Getting two eight year olds ready for a party...plaiting hair...up and down stairs for outfit change (eight times)...finding shoes...boots...tops...tights...enough exercise for me...and a walk to boot...then three hours to choose a suitable fudging card...wonder what BG is NOW!


----------



## Owen (Oct 22, 2016)

Bubbsie said:


> Getting two eight year olds ready for a party...plaiting hair...up and down stairs for outfit change (eight times)...finding shoes...boots...tops...tights...enough exercise for me...and a walk to boot...then three hours to choose a suitable fudging card...wonder what BG is NOW!


Twins?


----------



## BBarb (Oct 22, 2016)

To be truthful I don't enjoy swimming in that freezing pool at all so I'm not forking out for a season ticket - actually its a 'membership package' and entitles you to use the gym and includes instruction about how to use the equipment and weights and circuit training.  The only thing that appeals is the sauna! or moving to Abi's village.
If you don't enjoy your exercise you're not going to keep it up are you?


----------



## Bubbsie (Oct 22, 2016)

No...one God Daughter...one thinks she's Kate Moss...the other...disappointingly...Kim Khardashian...swop for the artic warfare?...still not ready...only another hour until birthday party starts...may call in the 'MUFTI' squad soon.


----------



## FergusC (Oct 22, 2016)

Bubbsie said:


> one thinks she's Kate Moss...the other...disappointingly...Kim Khardashian


Wot, one is skinny, and the other has a big butt?


----------



## Matt Cycle (Oct 22, 2016)

The cornerstone of management in all types of diabetes is diet and exercise (well, apart from Type 1 where it's insulin, diet and exercise).  As long as you have two working legs, walking is good for you and it's free - a lot of people seem to overlook this. 

Anyway, Runsweet has a lot of info on T1 and exercise:

http://www.runsweet.com/

Team BG also have a lot of info on diabetes of all types and exercise:

http://www.teambloodglucose.com/TeamBG/Home.html


----------



## Bubbsie (Oct 22, 2016)

FergusC said:


> Wot, one is skinny, and the other has a big butt?
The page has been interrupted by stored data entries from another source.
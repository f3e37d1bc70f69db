// SPDX-FileCopyrightText: 2026 ArcheBase
//
// SPDX-License-Identifier: MulanPSL-2.0

//! Capture metadata extraction.
//!
//! Reads the named parameter groups a capture carries besides its samples.
//! Only the two sample rates are required; every other field is optional
//! and degrades to `None` when its group or parameter is missing, empty,
//! or stored with an unexpected type. Each such recovery is recorded as a
//! [`MetadataIssue`] so callers can audit it.
//!
//! | group                  | parameters                                   |
//! |------------------------|----------------------------------------------|
//! | `SSCDATAANDPROCESSING` | `DATEOFCAPTURE USER VERSION DESCRIPTION NOTE` |
//! | `PROCESSING`           | `BODYMASS HEIGHT`                            |
//! | `SUBJECTS`             | `NAMES`                                      |
//! | `TRIAL`                | `CAMERA_RATE` (required)                     |
//! | `ANALOG`               | `RATE` (required)                            |
//! | `FORCE_PLATFORM`       | `CORNERS`                                    |
//! | `POINT`                | `UNITS`                                      |

use std::collections::HashSet;
use std::io::{Read, Seek};

use serde::Serialize;
use tracing::{debug, warn};

use super::options::DecodeOptions;
use super::strings::StringFallbacks;
use crate::core::Processor;
use crate::io::formats::c3d::{C3dReader, Parameter, ParameterSection};
use crate::{CodecError, Result};

/// Provenance group written by the capture software.
pub const PROVENANCE_GROUP: &str = "SSCDATAANDPROCESSING";
/// Provenance string parameters, in the order they are reported.
pub const PROVENANCE_FIELDS: [&str; 5] = ["DATEOFCAPTURE", "USER", "VERSION", "DESCRIPTION", "NOTE"];

/// A recovered problem with an optional metadata field.
#[derive(Debug, Clone, PartialEq, Eq, Serialize)]
pub struct MetadataIssue {
    /// `GROUP` or `GROUP:PARAMETER`
    pub field: String,
    /// What was wrong and how it was recovered
    pub reason: String,
}

/// A metadata value viewed generically.
#[derive(Debug, Clone, PartialEq, Serialize)]
#[serde(untagged)]
pub enum MetadataValue {
    /// Field not present in the capture
    Absent,
    /// Scalar number
    Number(f64),
    /// Numeric list
    Numbers(Vec<f64>),
    /// String list
    Text(Vec<String>),
}

impl From<Option<f64>> for MetadataValue {
    fn from(value: Option<f64>) -> Self {
        value.map_or(MetadataValue::Absent, MetadataValue::Number)
    }
}

impl From<Option<Vec<String>>> for MetadataValue {
    fn from(value: Option<Vec<String>>) -> Self {
        value.map_or(MetadataValue::Absent, MetadataValue::Text)
    }
}

/// Metadata of one capture.
#[derive(Debug, Clone, PartialEq, Serialize)]
pub struct CaptureMetadata {
    /// `SSCDATAANDPROCESSING:DATEOFCAPTURE`
    pub date_of_capture: Option<Vec<String>>,
    /// `SSCDATAANDPROCESSING:USER`
    pub user: Option<Vec<String>>,
    /// `SSCDATAANDPROCESSING:VERSION`
    pub version: Option<Vec<String>>,
    /// `SSCDATAANDPROCESSING:DESCRIPTION`
    pub description: Option<Vec<String>>,
    /// `SSCDATAANDPROCESSING:NOTE`
    pub note: Option<Vec<String>>,
    /// `PROCESSING:BODYMASS`
    pub body_mass: Option<f64>,
    /// `PROCESSING:HEIGHT`
    pub height: Option<f64>,
    /// `SUBJECTS:NAMES`
    pub subject_names: Option<Vec<String>>,
    /// Motion-capture sample rate in Hz
    pub camera_rate: f64,
    /// Analog sample rate in Hz
    pub analog_rate: f64,
    /// Analog samples per motion-capture frame
    pub frequency_ratio: usize,
    /// Mean corner X-coordinate of each force plate
    pub plate_midpoints_x: Vec<f64>,
    /// First frame number
    pub first_frame: u32,
    /// Last frame number
    pub last_frame: u32,
    /// Points stored per frame
    pub point_count: usize,
    /// Analog channels stored per sub-sample
    pub analog_channel_count: usize,
    /// `POINT:UNITS`
    pub point_units: Option<String>,
    /// Processor family the file was written with
    pub processor: Processor,
    /// Recovered problems with optional fields
    pub issues: Vec<MetadataIssue>,
}

impl CaptureMetadata {
    /// Number of frames between `first_frame` and `last_frame` inclusive.
    pub fn frame_count(&self) -> usize {
        if self.last_frame < self.first_frame {
            0
        } else {
            (self.last_frame - self.first_frame) as usize + 1
        }
    }

    /// Field-name → value view of the record.
    pub fn fields(&self) -> Vec<(&'static str, MetadataValue)> {
        vec![
            ("DATEOFCAPTURE", self.date_of_capture.clone().into()),
            ("USER", self.user.clone().into()),
            ("VERSION", self.version.clone().into()),
            ("DESCRIPTION", self.description.clone().into()),
            ("NOTE", self.note.clone().into()),
            ("BODYMASS", self.body_mass.into()),
            ("HEIGHT", self.height.into()),
            ("NAMES", self.subject_names.clone().into()),
            ("CAMERA_RATE", MetadataValue::Number(self.camera_rate)),
            ("ANALOG_RATE", MetadataValue::Number(self.analog_rate)),
            (
                "PLATE_MIDPOINTS_X",
                MetadataValue::Numbers(self.plate_midpoints_x.clone()),
            ),
        ]
    }
}

/// Field reader that records recoveries instead of failing.
struct FieldReader<'a> {
    parameters: &'a ParameterSection,
    fallbacks: &'a StringFallbacks,
    issues: Vec<MetadataIssue>,
    reported_groups: HashSet<&'static str>,
}

impl<'a> FieldReader<'a> {
    fn new(parameters: &'a ParameterSection, fallbacks: &'a StringFallbacks) -> Self {
        Self {
            parameters,
            fallbacks,
            issues: Vec::new(),
            reported_groups: HashSet::new(),
        }
    }

    fn issue(&mut self, field: String, reason: impl Into<String>) {
        let reason = reason.into();
        warn!(field = %field, reason = %reason, "recovered malformed metadata field");
        self.issues.push(MetadataIssue { field, reason });
    }

    /// Look up an optional parameter, noting absence once per group.
    fn lookup(&mut self, group: &'static str, name: &str) -> Option<&'a Parameter> {
        let Some(g) = self.parameters.group(group) else {
            if self.reported_groups.insert(group) {
                debug!(group, "optional group absent");
                self.issues.push(MetadataIssue {
                    field: group.to_string(),
                    reason: "group absent".to_string(),
                });
            }
            return None;
        };
        let parameter = g.get(name);
        if parameter.is_none() {
            debug!(group, parameter = name, "optional parameter absent");
            self.issues.push(MetadataIssue {
                field: format!("{group}:{name}"),
                reason: "parameter absent".to_string(),
            });
        }
        parameter.filter(|p| !p.is_empty())
    }

    fn strings(&mut self, group: &'static str, name: &str) -> Option<Vec<String>> {
        let parameter = self.lookup(group, name)?;
        let field = format!("{group}:{name}");
        let Some(raw) = parameter.raw_strings() else {
            self.issue(
                field,
                format!("expected char data, found {}", parameter.data().type_name()),
            );
            return None;
        };

        let mut out = Vec::with_capacity(raw.len());
        for bytes in raw {
            let decoded = self.fallbacks.decode(&field, bytes);
            if let Some(strategy) = decoded.fallback {
                self.issue(
                    field.clone(),
                    format!("invalid UTF-8, decoded with {strategy} fallback"),
                );
            }
            out.push(decoded.value);
        }
        Some(out)
    }

    fn number(&mut self, group: &'static str, name: &str) -> Option<f64> {
        let parameter = self.lookup(group, name)?;
        let value = parameter.as_f64();
        if value.is_none() {
            self.issue(
                format!("{group}:{name}"),
                format!("expected numeric data, found {}", parameter.data().type_name()),
            );
        }
        value
    }

    fn plate_midpoints(&mut self) -> Vec<f64> {
        let Some(corners) = self.lookup("FORCE_PLATFORM", "CORNERS") else {
            return Vec::new();
        };
        match plate_midpoints_x(corners) {
            Ok(midpoints) => midpoints,
            Err(reason) => {
                self.issue("FORCE_PLATFORM:CORNERS".to_string(), reason);
                Vec::new()
            }
        }
    }
}

/// Mean X-coordinate of each plate's four corners.
///
/// `CORNERS` has dimensions `[3, 4, plates]` with the axis varying fastest,
/// so the X of corner `c` on plate `p` sits at index `3c + 12p`.
pub fn plate_midpoints_x(corners: &Parameter) -> std::result::Result<Vec<f64>, String> {
    let dims = corners.dimensions();
    if dims.len() < 2 || dims[0] != 3 || dims[1] != 4 {
        return Err(format!("expected dimensions [3, 4, plates], found {dims:?}"));
    }
    let plates = dims.get(2).copied().unwrap_or(1);
    let values = corners
        .as_f64_vec()
        .ok_or_else(|| format!("expected numeric data, found {}", corners.data().type_name()))?;
    if values.len() < plates * 12 {
        return Err(format!(
            "{} values cannot describe {plates} plates",
            values.len()
        ));
    }

    Ok((0..plates)
        .map(|p| (0..4).map(|c| values[12 * p + 3 * c]).sum::<f64>() / 4.0)
        .collect())
}

/// Read a required, strictly positive rate.
fn required_rate(parameters: &ParameterSection, group: &str, name: &str) -> Result<f64> {
    let rate = parameters
        .get(group, name)
        .and_then(|p| p.as_f64())
        .ok_or_else(|| CodecError::missing(group, name))?;
    if !rate.is_finite() || rate <= 0.0 {
        return Err(CodecError::format(
            "extract_metadata",
            format!("{group}:{name} must be positive, found {rate}"),
        ));
    }
    Ok(rate)
}

/// Integer number of analog samples per camera frame.
///
/// Fails with [`CodecError::InvalidRateRatio`] when the analog rate is not
/// within `tolerance` of an integer multiple of the camera rate.
pub fn frequency_ratio(camera_rate: f64, analog_rate: f64, tolerance: f64) -> Result<usize> {
    let exact = analog_rate / camera_rate;
    let rounded = exact.round();
    if rounded < 1.0 || (exact - rounded).abs() > tolerance {
        return Err(CodecError::InvalidRateRatio {
            camera_rate,
            analog_rate,
        });
    }
    Ok(rounded as usize)
}

/// Extract capture metadata from an opened container.
pub fn extract_metadata<R: Read + Seek>(
    reader: &C3dReader<R>,
    options: &DecodeOptions,
) -> Result<CaptureMetadata> {
    let parameters = reader.parameters();

    let camera_rate = required_rate(parameters, "TRIAL", "CAMERA_RATE")?;
    let analog_rate = required_rate(parameters, "ANALOG", "RATE")?;
    let frequency_ratio = frequency_ratio(camera_rate, analog_rate, options.rate_ratio_tolerance)?;
    let samples_per_frame = reader.header().analog_per_frame as usize;
    if samples_per_frame != frequency_ratio {
        return Err(CodecError::format(
            "extract_metadata",
            format!(
                "header stores {samples_per_frame} analog samples per frame but the rates imply {frequency_ratio}"
            ),
        ));
    }

    let mut fields = FieldReader::new(parameters, &options.string_fallbacks);

    let [date_of_capture, user, version, description, note] =
        PROVENANCE_FIELDS.map(|name| fields.strings(PROVENANCE_GROUP, name));
    let body_mass = fields.number("PROCESSING", "BODYMASS");
    let height = fields.number("PROCESSING", "HEIGHT");
    let subject_names = fields.strings("SUBJECTS", "NAMES");
    let point_units = fields
        .strings("POINT", "UNITS")
        .and_then(|units| units.into_iter().next());
    let plate_midpoints_x = fields.plate_midpoints();

    let (first_frame, last_frame) = reader.frame_range();
    let header = reader.header();

    debug!(
        camera_rate,
        analog_rate,
        frequency_ratio,
        plates = plate_midpoints_x.len(),
        issues = fields.issues.len(),
        "extracted capture metadata"
    );

    Ok(CaptureMetadata {
        date_of_capture,
        user,
        version,
        description,
        note,
        body_mass,
        height,
        subject_names,
        camera_rate,
        analog_rate,
        frequency_ratio,
        plate_midpoints_x,
        first_frame,
        last_frame,
        point_count: header.point_count as usize,
        analog_channel_count: header.analog_channels(),
        point_units,
        processor: reader.processor(),
        issues: fields.issues,
    })
}
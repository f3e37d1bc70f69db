// SPDX-FileCopyrightText: 2026 ArcheBase
//
// SPDX-License-Identifier: MulanPSL-2.0

//! C3D container format.
//!
//! This module provides a read-only C3D implementation with:
//! - Header block decoding for all three processor families
//! - Parameter section parsing into named groups
//! - Forward-only frame record streaming

// Header block
pub mod header;

// Parameter groups
pub mod parameter;

// Frame records
pub mod frames;

// Container reader
pub mod reader;

// Re-exports
pub use frames::{Frame, FrameLayout, FrameReader};
pub use header::{C3dHeader, BLOCK_SIZE, HEADER_KEY};
pub use parameter::{Group, Parameter, ParameterData, ParameterSection};
pub use reader::C3dReader;
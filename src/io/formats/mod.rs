// SPDX-FileCopyrightText: 2026 ArcheBase
//
// SPDX-License-Identifier: MulanPSL-2.0

//! File format implementations for biomechanics capture data.
//!
//! - [`c3d`]: C3D container support

pub mod c3d;
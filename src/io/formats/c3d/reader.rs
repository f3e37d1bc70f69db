// SPDX-FileCopyrightText: 2026 ArcheBase
//
// SPDX-License-Identifier: MulanPSL-2.0

//! C3D container reader.
//!
//! Opening a reader parses the header block and the parameter section; frame
//! records are only touched when [`C3dReader::frames`] is called.
//!
//! Opening happens in three steps because the header cannot be decoded
//! until the processor byte inside the parameter section is known:
//! 1. Read block 1 and validate the key byte
//! 2. Read the parameter section header to get processor type and block count
//! 3. Decode the header words, then parse the parameter records

use std::fs::File;
use std::io::{BufReader, Read, Seek, SeekFrom};
use std::path::Path;

use tracing::debug;

use super::frames::{FrameLayout, FrameReader};
use super::header::{C3dHeader, BLOCK_SIZE};
use super::parameter::{ParameterSection, SECTION_HEADER_SIZE};
use crate::core::Processor;
use crate::{CodecError, Result};

/// Parsed C3D container, ready to stream frame records.
pub struct C3dReader<R> {
    reader: R,
    header: C3dHeader,
    processor: Processor,
    parameters: ParameterSection,
}

impl C3dReader<BufReader<File>> {
    /// Open a C3D file.
    ///
    /// Fails with [`CodecError::NotFound`] if the path does not exist.
    pub fn open<P: AsRef<Path>>(path: P) -> Result<Self> {
        let path = path.as_ref();
        let file = File::open(path).map_err(|e| {
            if e.kind() == std::io::ErrorKind::NotFound {
                CodecError::not_found(path)
            } else {
                CodecError::format("C3dReader::open", format!("Failed to open file: {e}"))
            }
        })?;
        Self::from_reader(BufReader::new(file))
    }
}

impl<R: Read + Seek> C3dReader<R> {
    /// Parse header and parameter section from a seekable source.
    pub fn from_reader(mut reader: R) -> Result<Self> {
        let mut block = vec![0u8; BLOCK_SIZE];
        reader.read_exact(&mut block).map_err(|e| {
            CodecError::format(
                "C3dReader::from_reader",
                format!("Failed to read header block: {e}"),
            )
        })?;
        let parameter_block = C3dHeader::parameter_block_of(&block)?;

        let parameter_offset = (parameter_block as u64 - 1) * BLOCK_SIZE as u64;
        reader.seek(SeekFrom::Start(parameter_offset))?;
        let mut section_header = [0u8; SECTION_HEADER_SIZE];
        reader.read_exact(&mut section_header).map_err(|e| {
            CodecError::format(
                "C3dReader::from_reader",
                format!("Failed to read parameter section header: {e}"),
            )
        })?;
        let processor = Processor::from_code(section_header[3])?;
        let header = C3dHeader::parse(&block, processor)?;

        // Some writers leave the block count at zero; fall back to
        // everything up to the data section.
        let declared_blocks = section_header[2] as usize;
        let section_blocks = if declared_blocks > 0 {
            declared_blocks
        } else {
            (header.data_block as usize).saturating_sub(parameter_block as usize)
        };
        let section_len = section_blocks.max(1) * BLOCK_SIZE;

        let mut section = Vec::with_capacity(section_len);
        section.extend_from_slice(&section_header);
        (&mut reader)
            .take((section_len - SECTION_HEADER_SIZE) as u64)
            .read_to_end(&mut section)?;
        let parameters = ParameterSection::parse(&section, processor)?;

        debug!(
            processor = processor.as_str(),
            points = header.point_count,
            analog_total = header.analog_total,
            first_frame = header.first_frame,
            last_frame = header.last_frame,
            groups = parameters.len(),
            "opened C3D container"
        );

        Ok(Self {
            reader,
            header,
            processor,
            parameters,
        })
    }

    /// Header block.
    pub fn header(&self) -> &C3dHeader {
        &self.header
    }

    /// Processor family the file was written with.
    pub fn processor(&self) -> Processor {
        self.processor
    }

    /// Parameter section.
    pub fn parameters(&self) -> &ParameterSection {
        &self.parameters
    }

    /// Inclusive frame number range `(first, last)`.
    ///
    /// `TRIAL:ACTUAL_START_FIELD` / `TRIAL:ACTUAL_END_FIELD` override the
    /// 16-bit header words when present, which allows captures longer
    /// than 65535 frames.
    pub fn frame_range(&self) -> (u32, u32) {
        let field = |name: &str| {
            self.parameters
                .get("TRIAL", name)
                .and_then(|p| p.as_i64_vec())
                .filter(|words| words.len() >= 2)
                .map(|words| (words[0] as u16 as u32) | ((words[1] as u16 as u32) << 16))
        };
        match (field("ACTUAL_START_FIELD"), field("ACTUAL_END_FIELD")) {
            (Some(first), Some(last)) => (first, last),
            _ => (self.header.first_frame as u32, self.header.last_frame as u32),
        }
    }

    /// Number of frames in `frame_range()`; zero when the range is inverted.
    pub fn frame_count(&self) -> usize {
        let (first, last) = self.frame_range();
        if last < first {
            0
        } else {
            (last - first) as usize + 1
        }
    }

    /// Build the frame storage layout from header and `ANALOG` parameters.
    pub fn frame_layout(&self) -> FrameLayout {
        let analog_channels = self.header.analog_channels();
        let numbers = |name: &str| {
            self.parameters
                .get("ANALOG", name)
                .filter(|p| !p.is_empty())
                .and_then(|p| p.as_f64_vec())
                .unwrap_or_default()
        };

        let gen_scale = self
            .parameters
            .get("ANALOG", "GEN_SCALE")
            .and_then(|p| p.as_f64())
            .unwrap_or(1.0);
        let scales = numbers("SCALE");
        let offsets = numbers("OFFSET");

        let analog_scale = (0..analog_channels)
            .map(|c| scales.get(c).copied().unwrap_or(1.0) * gen_scale)
            .collect();
        let analog_offset = (0..analog_channels)
            .map(|c| offsets.get(c).copied().unwrap_or(0.0))
            .collect();

        let analog_unsigned = self
            .parameters
            .get("ANALOG", "FORMAT")
            .and_then(|p| p.raw_strings())
            .and_then(|s| s.first().map(|f| f.eq_ignore_ascii_case(b"UNSIGNED")))
            .unwrap_or(false);

        FrameLayout {
            point_count: self.header.point_count as usize,
            analog_channels,
            analog_per_frame: self.header.analog_per_frame as usize,
            is_float: self.header.is_float(),
            point_scale: self.header.scale_factor.abs() as f64,
            analog_unsigned,
            analog_scale,
            analog_offset,
        }
    }

    /// Seek to the data section and stream frame records in file order.
    ///
    /// Fails with [`CodecError::StructuralRead`] before any frame is read
    /// when the data section is too short for the declared frame range.
    pub fn frames(&mut self) -> Result<FrameReader<&mut R>> {
        let layout = self.frame_layout();
        let (first, last) = self.frame_range();
        let data_offset = self.header.data_offset();
        let seek_failed = |e: std::io::Error| {
            CodecError::structural(first, format!("Failed to seek to data section: {e}"))
        };

        let end = self.reader.seek(SeekFrom::End(0)).map_err(seek_failed)?;
        let stored = frames_stored(end.saturating_sub(data_offset), layout.frame_size());
        let declared = self.frame_count() as u64;
        if stored < declared {
            // stored < declared <= last - first + 1, so this stays within u32
            let missing = (first as u64 + stored) as u32;
            return Err(CodecError::structural(
                missing,
                format!("data section holds {stored} of {declared} frames"),
            ));
        }

        self.reader
            .seek(SeekFrom::Start(data_offset))
            .map_err(seek_failed)?;
        Ok(FrameReader::new(
            &mut self.reader,
            self.processor,
            layout,
            first,
            last,
        ))
    }
}

/// Whole frame records that fit in `data_len` bytes.
fn frames_stored(data_len: u64, frame_size: usize) -> u64 {
    match frame_size {
        0 => u64::MAX,
        size => data_len / size as u64,
    }
}
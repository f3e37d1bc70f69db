// SPDX-FileCopyrightText: 2026 ArcheBase
//
// SPDX-License-Identifier: MulanPSL-2.0

//! Decode command - split one capture into tables.

use std::fs::File;
use std::io::BufWriter;
use std::path::PathBuf;

use anyhow::Context;
use clap::Args;

use crate::common::{print_table_head, Result};
use c3dcodec::{C3dDecoder, DecodeOptions};

/// Decode one capture.
#[derive(Args, Clone, Debug)]
pub struct DecodeCmd {
    /// Input capture
    #[arg(value_name = "FILE")]
    input: PathBuf,

    /// Write the decoded capture as JSON
    #[arg(short, long, value_name = "PATH")]
    output: Option<PathBuf>,

    /// Rows of each table to print
    #[arg(long, default_value_t = 5)]
    head: usize,
}

impl DecodeCmd {
    pub fn run(self, options: DecodeOptions) -> Result<()> {
        let capture = C3dDecoder::new(options).decode(&self.input)?;

        println!("=== {} ===", self.input.display());
        match &capture.samples {
            Some(samples) => {
                print_table_head("Motion capture", &samples.motion, self.head);
                println!();
                print_table_head("Force plate", &samples.force, self.head);
            }
            None => println!("Samples not decoded (read_samples = false)"),
        }

        if let Some(output) = &self.output {
            let file = File::create(output)
                .with_context(|| format!("Failed to create {}", output.display()))?;
            serde_json::to_writer(BufWriter::new(file), &capture)
                .with_context(|| format!("Failed to write {}", output.display()))?;
            println!();
            println!("Wrote {}", output.display());
        }

        Ok(())
    }
}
No Fergus...both are slim...but the other one wants to marry a mega-rich...egotistical...  filthy-rich... megalomaniac ...musician ( if you can call Kanye West a musician).


----------



## AlisonM (Oct 22, 2016)

Like our Mullanach pal, I can't walk far, a few feet without Rolly and maybe 30 metres with him (then I have to stop and sit down for a bit). I'm increasingly limited by the RA, OA and ME, that last is the real kicker since I have to worry about what spoons are available as well. I absolutely love swimming, but I can't get to the pool these days, let alone in and out of it... Actually, I could get in OK by just falling in, but I cannot get out again without help and the pool staff aren't equipped to help during standard hours... at which times the pool is heaving anyway and I can't get a proper swim in.

No-one, but no-one has so far been able to suggest a way of exercising that takes the ME into consideration. I could do a yoga class or some such, but then I have to go lie down for a few days to recover, which defeats the object of the exercise. Sigh.


----------



## Northerner (Oct 23, 2016)

AlisonM said:


> Like our Mullanach pal, I can't walk far, a few feet without Rolly and maybe 30 metres with him (then I have to stop and sit down for a bit). I'm increasingly limited by the RA, OA and ME, that last is the real kicker since I have to worry about what spoons are available as well. I absolutely love swimming, but I can't get to the pool these days, let alone in and out of it... Actually, I could get in OK by just falling in, but I cannot get out again without help and the pool staff aren't equipped to help during standard hours... at which times the pool is heaving anyway and I can't get a proper swim in.
> 
> No-one, but no-one has so far been able to suggest a way of exercising that takes the ME into consideration. I could do a yoga class or some such, but then I have to go lie down for a few days to recover, which defeats the object of the exercise. Sigh.


I remember @Caroline often suggesting seated Tai Chi as a possibility for the less mobile. Haven't seen her around for a little while, but perhaps she will see this and provide some links to resources


----------